После этих слов юрод присел на корточки, съежился и стал по-кошачьи фырчать, отмахиваясь руками:

Усь, усь, не боюсь,

На полати заберусь,

Кирпичами закладусь!

Говорите шепотом,

Пропадите пропадом…

* * *

На широкий четверг Карий возвратился в Орел, удивляясь царившему в городке разгулу: на башнях не выставлены дозорные, крепостные ворота настежь растворены, а плохо соображавшая стража, ища похмельного рассола, слонялась без оружия.

– Появись сейчас Кучум с сотней нукеров, до захода солнца город падет к его ногам. – Карий посмотрел на Трифона, а затем на Савву. – Понимаете, к чему говорю?

Не дожидаясь ответа, пояснил:

– Вы заметили трущегося у городских ворот юрода?
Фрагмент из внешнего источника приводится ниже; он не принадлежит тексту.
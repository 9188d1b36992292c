use super::*;
use shared::domain::CallType;

fn addr(last: u8) -> Address {
    let mut bytes = [0u8; 20];
    bytes[19] = last;
    Address(bytes)
}

fn word(last: u8) -> Vec<u8> {
    let mut out = vec![0u8; 32];
    out[31] = last;
    out
}

#[test]
fn selectors_match_known_values() {
    assert_eq!(
        selector("transfer(address,uint256)"),
        Selector([0xa9, 0x05, 0x9c, 0xbb])
    );
    assert_eq!(
        selector("balanceOf(address)"),
        Selector([0x70, 0xa0, 0x82, 0x31])
    );
}

#[test]
fn command_tuple_signature_is_canonical() {
    let set_commands = Function::new(
        "setCommands",
        vec![
            ParamType::Uint(256),
            ParamType::FixedBytes(32),
            ParamType::array_of(ParamType::command()),
        ],
        vec![],
    );
    assert_eq!(
        set_commands.signature(),
        "setCommands(uint256,bytes32,(address,bytes4,uint8,uint32,uint256)[])"
    );
}

#[test]
fn static_arguments_encode_one_word_each() {
    let function = Function::new(
        "transfer",
        vec![ParamType::Address, ParamType::Uint(256)],
        vec![],
    );
    let data = function
        .encode_input(&[Token::Address(addr(0xaa)), Token::uint(5u64)])
        .expect("encode");
    assert_eq!(&data[..4], &[0xa9, 0x05, 0x9c, 0xbb]);
    assert_eq!(data.len(), 4 + 64);
    assert_eq!(data[4 + 31], 0xaa);
    assert_eq!(&data[36..], word(5).as_slice());
}

#[test]
fn dynamic_array_uses_offset_then_length() {
    let encoded = encode(&[
        Token::uint(7u64),
        Token::Array(vec![Token::uint(1u64), Token::uint(2u64)]),
    ]);
    let mut expected = word(7);
    expected.extend(word(0x40));
    expected.extend(word(2));
    expected.extend(word(1));
    expected.extend(word(2));
    assert_eq!(encoded, expected);

    let decoded = decode(
        &[ParamType::Uint(256), ParamType::array_of(ParamType::Uint(256))],
        &encoded,
    )
    .expect("decode");
    assert_eq!(
        decoded,
        vec![
            Token::uint(7u64),
            Token::Array(vec![Token::uint(1u64), Token::uint(2u64)])
        ]
    );
}

#[test]
fn command_array_decodes_into_commands() {
    let first = Command {
        target: addr(1),
        selector: Selector([0x11; 4]),
        call_type: CallType::DelegateCall,
        fee_bips: 30,
        provenance_block_id: Some(U256::from(101u64)),
    };
    let second = Command::new(addr(2), Selector([0x22; 4]));
    let encoded = encode(&[Token::Array(vec![
        command_token(&first),
        command_token(&second),
    ])]);
    // offset + length + two static five-word tuples
    assert_eq!(encoded.len(), 32 * (2 + 2 * 5));

    let mut tokens =
        decode(&[ParamType::array_of(ParamType::command())], &encoded).expect("decode");
    let items = tokens.remove(0).into_array().expect("array");
    let commands: Vec<Command> = items
        .into_iter()
        .map(command_from_token)
        .collect::<Result<_, _>>()
        .expect("commands");
    assert_eq!(commands, vec![first, second]);
}

#[test]
fn truncated_data_is_out_of_bounds() {
    let err = decode(&[ParamType::Uint(256)], &[0u8; 16]).expect_err("short");
    assert!(matches!(err, AbiError::OutOfBounds { .. }));
    let err = decode(&[ParamType::array_of(ParamType::Address)], &word(0x20)).expect_err("len");
    assert!(matches!(err, AbiError::OutOfBounds { .. }));
}

#[test]
fn narrow_uint_rejects_wide_value() {
    let err = decode(&[ParamType::Uint(8)], &[0xff; 32]).expect_err("wide");
    assert!(matches!(err, AbiError::InvalidValue { .. }));
}

#[test]
fn encode_input_checks_arity_and_types() {
    let function = Function::new("burn", vec![ParamType::Uint(256)], vec![]);
    assert!(matches!(
        function.encode_input(&[]),
        Err(AbiError::ArityMismatch {
            expected: 1,
            actual: 0
        })
    ));
    assert!(matches!(
        function.encode_input(&[Token::Bool(true)]),
        Err(AbiError::TypeMismatch { index: 0, .. })
    ));
}

#[test]
fn bool_outputs_decode_strictly() {
    let function = Function::new("locked", vec![], vec![ParamType::Bool]);
    assert_eq!(
        function.decode_output(&word(1)).expect("true"),
        vec![Token::Bool(true)]
    );
    assert!(function.decode_output(&word(2)).is_err());
}
use super::*;
use crate::test_support::{addr, FakeChain};
use chain::abi::command_token;
use proptest::prelude::*;
use shared::domain::Selector;

const MASTER: u8 = 0xc0;

fn locked(key: CommandKey) -> LockMap {
    LockMap::from([(key, true)])
}

fn command(last: u8, selector: u8) -> Command {
    Command::new(addr(last), Selector([selector; 4]))
}

#[test]
fn empty_draft_is_invalid_with_no_targets() {
    let report = DryRunReport::build(Vec::new(), FeeMap::new(), FeeMap::new(), &LockMap::new());
    assert!(!report.valid);
    assert_eq!(report.issues, vec![NO_TARGETS.to_string()]);
    assert!(!is_valid(&[], &LockMap::new()));
}

#[test]
fn locked_entry_kept_in_draft_is_valid() {
    let draft = parse_draft(
        r#"[{"target": "0xAAAAAAAAAAAAAAAAAAAAAAAAAAAAAAAAAAAAAAA1", "selector": "0x11111111"}]"#,
    )
    .expect("parse");
    let key: CommandKey = "0xaaaaaaaaaaaaaaaaaaaaaaaaaaaaaaaaaaaaaaa1:0x11111111"
        .parse()
        .expect("key");
    let locks = locked(key);
    assert!(detect_locked_removals(&draft, &locks).is_empty());
    assert!(is_valid(&draft, &locks));
}

#[test]
fn locked_entry_missing_from_draft_blocks() {
    let key: CommandKey = "0xaaaaaaaaaaaaaaaaaaaaaaaaaaaaaaaaaaaaaaa1:0x11111111"
        .parse()
        .expect("key");
    let locks = locked(key);
    let draft = vec![command(2, 0x22)];
    let removed = detect_locked_removals(&draft, &locks);
    assert_eq!(removed, vec![Command::new(key.target, key.selector)]);
    assert!(!is_valid(&draft, &locks));
}

#[test]
fn report_validity_matches_is_valid() {
    let key = command(1, 0x11).key();
    let locks = locked(key);
    for draft in [vec![], vec![command(1, 0x11)], vec![command(2, 0x22)]] {
        let expected = is_valid(&draft, &locks);
        let report = DryRunReport::build(draft, FeeMap::new(), FeeMap::new(), &locks);
        assert_eq!(report.valid, expected);
    }
}

#[test]
fn unlocked_flags_never_block() {
    let key = command(1, 0x11).key();
    let locks = LockMap::from([(key, false)]);
    assert!(detect_locked_removals(&[command(2, 0x22)], &locks).is_empty());
}

#[test]
fn targets_are_unique_in_first_seen_order() {
    let draft = vec![command(2, 1), command(1, 1), command(2, 2), command(3, 1)];
    assert_eq!(compute_targets(&draft), vec![addr(2), addr(1), addr(3)]);
}

#[test]
fn fee_summary_treats_unknown_as_zero() {
    let existing = FeeMap::from([(addr(1), Some(30)), (addr(2), None)]);
    let draft = FeeMap::from([(addr(1), Some(30)), (addr(3), Some(15))]);
    let summary = compute_fee_summary(&existing, &draft);
    assert_eq!(summary.existing_total, Some(30));
    assert_eq!(summary.draft_total, Some(45));
    assert_eq!(summary.delta, Some(15));
}

#[test]
fn fee_delta_undefined_only_when_both_unresolved() {
    let unknown = FeeMap::from([(addr(1), None)]);
    let known = FeeMap::from([(addr(2), Some(10))]);
    assert_eq!(compute_fee_summary(&unknown, &unknown).delta, None);
    assert_eq!(compute_fee_summary(&unknown, &known).delta, Some(10));
    assert_eq!(compute_fee_summary(&known, &FeeMap::new()).delta, Some(-10));
}

#[tokio::test]
async fn fee_reads_degrade_per_target() {
    let chain = FakeChain::new();
    chain.respond(addr(1), &master_control::command_fee_bips(), &[], &[Token::uint(25u64)]);
    let validator = DryRunValidator::new(chain.reader(), Some(addr(MASTER)));

    let fees = validator.fetch_fees(&[addr(1), addr(2)]).await;
    assert_eq!(fees, FeeMap::from([(addr(1), Some(25)), (addr(2), None)]));
}

#[tokio::test]
async fn snapshot_reads_commands_locks_and_fees() {
    let chain = FakeChain::new();
    let pool = PoolId::from(9);
    let hook = HookPath::parse("beforeSwap").expect("hook");
    let existing = vec![command(1, 0x11), command(2, 0x22)];

    chain.respond(
        addr(MASTER),
        &master_control::get_commands(),
        &master_control::pool_hook_args(pool, hook),
        &[Token::Array(existing.iter().map(command_token).collect())],
    );
    chain.fail(
        addr(MASTER),
        &master_control::pool_command_targets(),
        &[Token::Uint(pool.0)],
        chain::ChainError::Reverted("no targets view".into()),
    );
    for (cmd, flag) in [(&existing[0], true), (&existing[1], false)] {
        let mut args = master_control::pool_hook_args(pool, hook);
        args.push(Token::Address(cmd.target));
        args.push(Token::FixedBytes(cmd.selector.0.to_vec()));
        chain.respond(
            addr(MASTER),
            &master_control::command_locked_for_pool(),
            &args,
            &[Token::Bool(flag)],
        );
    }
    chain.respond(addr(1), &master_control::command_fee_bips(), &[], &[Token::uint(10u64)]);
    chain.respond(addr(2), &master_control::command_fee_bips(), &[], &[Token::uint(20u64)]);

    let validator = DryRunValidator::new(chain.reader(), Some(addr(MASTER)));
    let snapshot = validator.snapshot(pool, hook).await;
    assert_eq!(snapshot.commands.as_deref(), Some(existing.as_slice()));
    assert_eq!(snapshot.targets, None);
    assert_eq!(
        snapshot.locks,
        LockMap::from([(existing[0].key(), true), (existing[1].key(), false)])
    );
    assert_eq!(
        snapshot.fees,
        FeeMap::from([(addr(1), Some(10)), (addr(2), Some(20))])
    );

    let report = validator
        .dry_run(
            r#"[{"target": "0x0000000000000000000000000000000000000002", "selector": "0x22222222"}]"#,
            &snapshot,
        )
        .await
        .expect("dry run");
    assert!(!report.valid);
    assert_eq!(report.locked_removals, vec![existing[0].clone()]);
    assert_eq!(report.summary.delta, Some(-10));
}

#[tokio::test]
async fn pool_reads_need_master_control() {
    let chain = FakeChain::new();
    let validator = DryRunValidator::new(chain.reader(), None);
    let err = validator
        .fetch_pool_commands(PoolId::from(1), HookPath::default())
        .await
        .expect_err("no master");
    assert!(matches!(err, CoreError::MissingContext(_)));
    let snapshot = validator.snapshot(PoolId::from(1), HookPath::default()).await;
    assert!(snapshot.commands.is_none());
}

#[tokio::test]
async fn block_commands_fall_through_getters() {
    let chain = FakeChain::new();
    chain.respond(
        addr(MASTER),
        &master_control::block_commands("blockCommands"),
        &[Token::uint(101u64)],
        &[Token::Array(vec![command_token(&command(4, 0x44))])],
    );
    let validator = DryRunValidator::new(chain.reader(), Some(addr(MASTER)));
    assert_eq!(
        validator.fetch_block_commands(101).await,
        Some(vec![command(4, 0x44)])
    );
    assert_eq!(validator.fetch_block_commands(102).await, None);
}

fn arb_fees() -> impl Strategy<Value = Vec<(u8, Option<u32>)>> {
    prop::collection::btree_map(any::<u8>(), prop::option::of(any::<u32>()), 0..16)
        .prop_map(|fees| fees.into_iter().collect())
}

fn fee_map(items: impl Iterator<Item = (u8, Option<u32>)>) -> FeeMap {
    items.map(|(t, fee)| (addr(t), fee.map(u64::from))).collect()
}

proptest! {
    #[test]
    fn fee_totals_ignore_target_order(existing in arb_fees(), draft in arb_fees()) {
        let forward = compute_fee_summary(
            &fee_map(existing.iter().copied()),
            &fee_map(draft.iter().copied()),
        );
        let backward = compute_fee_summary(
            &fee_map(existing.iter().rev().copied()),
            &fee_map(draft.iter().rev().copied()),
        );
        prop_assert_eq!(forward, backward);
    }

    #[test]
    fn draft_superset_of_locked_keys_has_no_removals(
        locked_ids in prop::collection::btree_set(1u8..40, 0..10),
        extra in prop::collection::vec(1u8..80, 0..10),
    ) {
        let locks: LockMap = locked_ids.iter().map(|id| (command(*id, *id).key(), true)).collect();
        let mut draft: Vec<Command> = extra.iter().map(|id| command(*id, 0xee)).collect();
        draft.extend(locked_ids.iter().map(|id| command(*id, *id)));
        prop_assert!(detect_locked_removals(&draft, &locks).is_empty());
    }
}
Ты, Трифон, знаешь, кто этот блаженный?

– Единожды зрю. – Старец пожал плечами. – Разумею, не Божий слуга это, пройдоха и пустосвятец. Вишь, телом гладок, а ликом и повадками паскудист – истинно скоморох со двора боярского!

– Может, не боярского, а княжеского? Откуда здесь боярам-то взяться? Вот за Камнем князь пелымский Бегбелий живет-поживает, добра наживает, да о том, как Строгановых со свету сжить, день и ночь думает. Теперь смекаете?

– Выходит, что под носом у Григория Аникиевича соглядатай пелымский разгуливает, а Строганов празднует да в ус не дует?

– Молодец, Савва! – Карий хлопнул послушника по плечу. – Раз ты догадливый такой, прыгай из саней, походи за юродом. Под вечор найдемся, повяжем пустобреха и потолкуем, какому Богу наш дурачок молится, какому царю службу справляет…

Данило взял у Снегова поводья и, подталкивая послушника в спину, попросил Трифона:

– Благослови, старче, раба божьего Савву постоять за дело правое.

Трифон с укоризной посмотрел на Карего, но Савву благословил охотно…

На разгульском ристалище прежде кулачных боев назначали медвежью потеху: каждый охочий показать удаль, вооружась рогатиной да ножом, мог схлестнуться с медведем и биться на смерть. За уважение, не за деньги… Охотником потягаться с медведем вызвался здоровенный солевар Фомка Лапа. Он трижды перекрестился, поклонился собравшемуся люду, взял рогатину, засунул за пояс нож и вошел за ристалищный частокол.

Медведя подвезли в большой клетке на колесах, собранной из толстых, перевязанных лыком жердей, протолкнули в ворота, закрывая их наглухо, чтобы зверь случайно не вырвался из ристалища.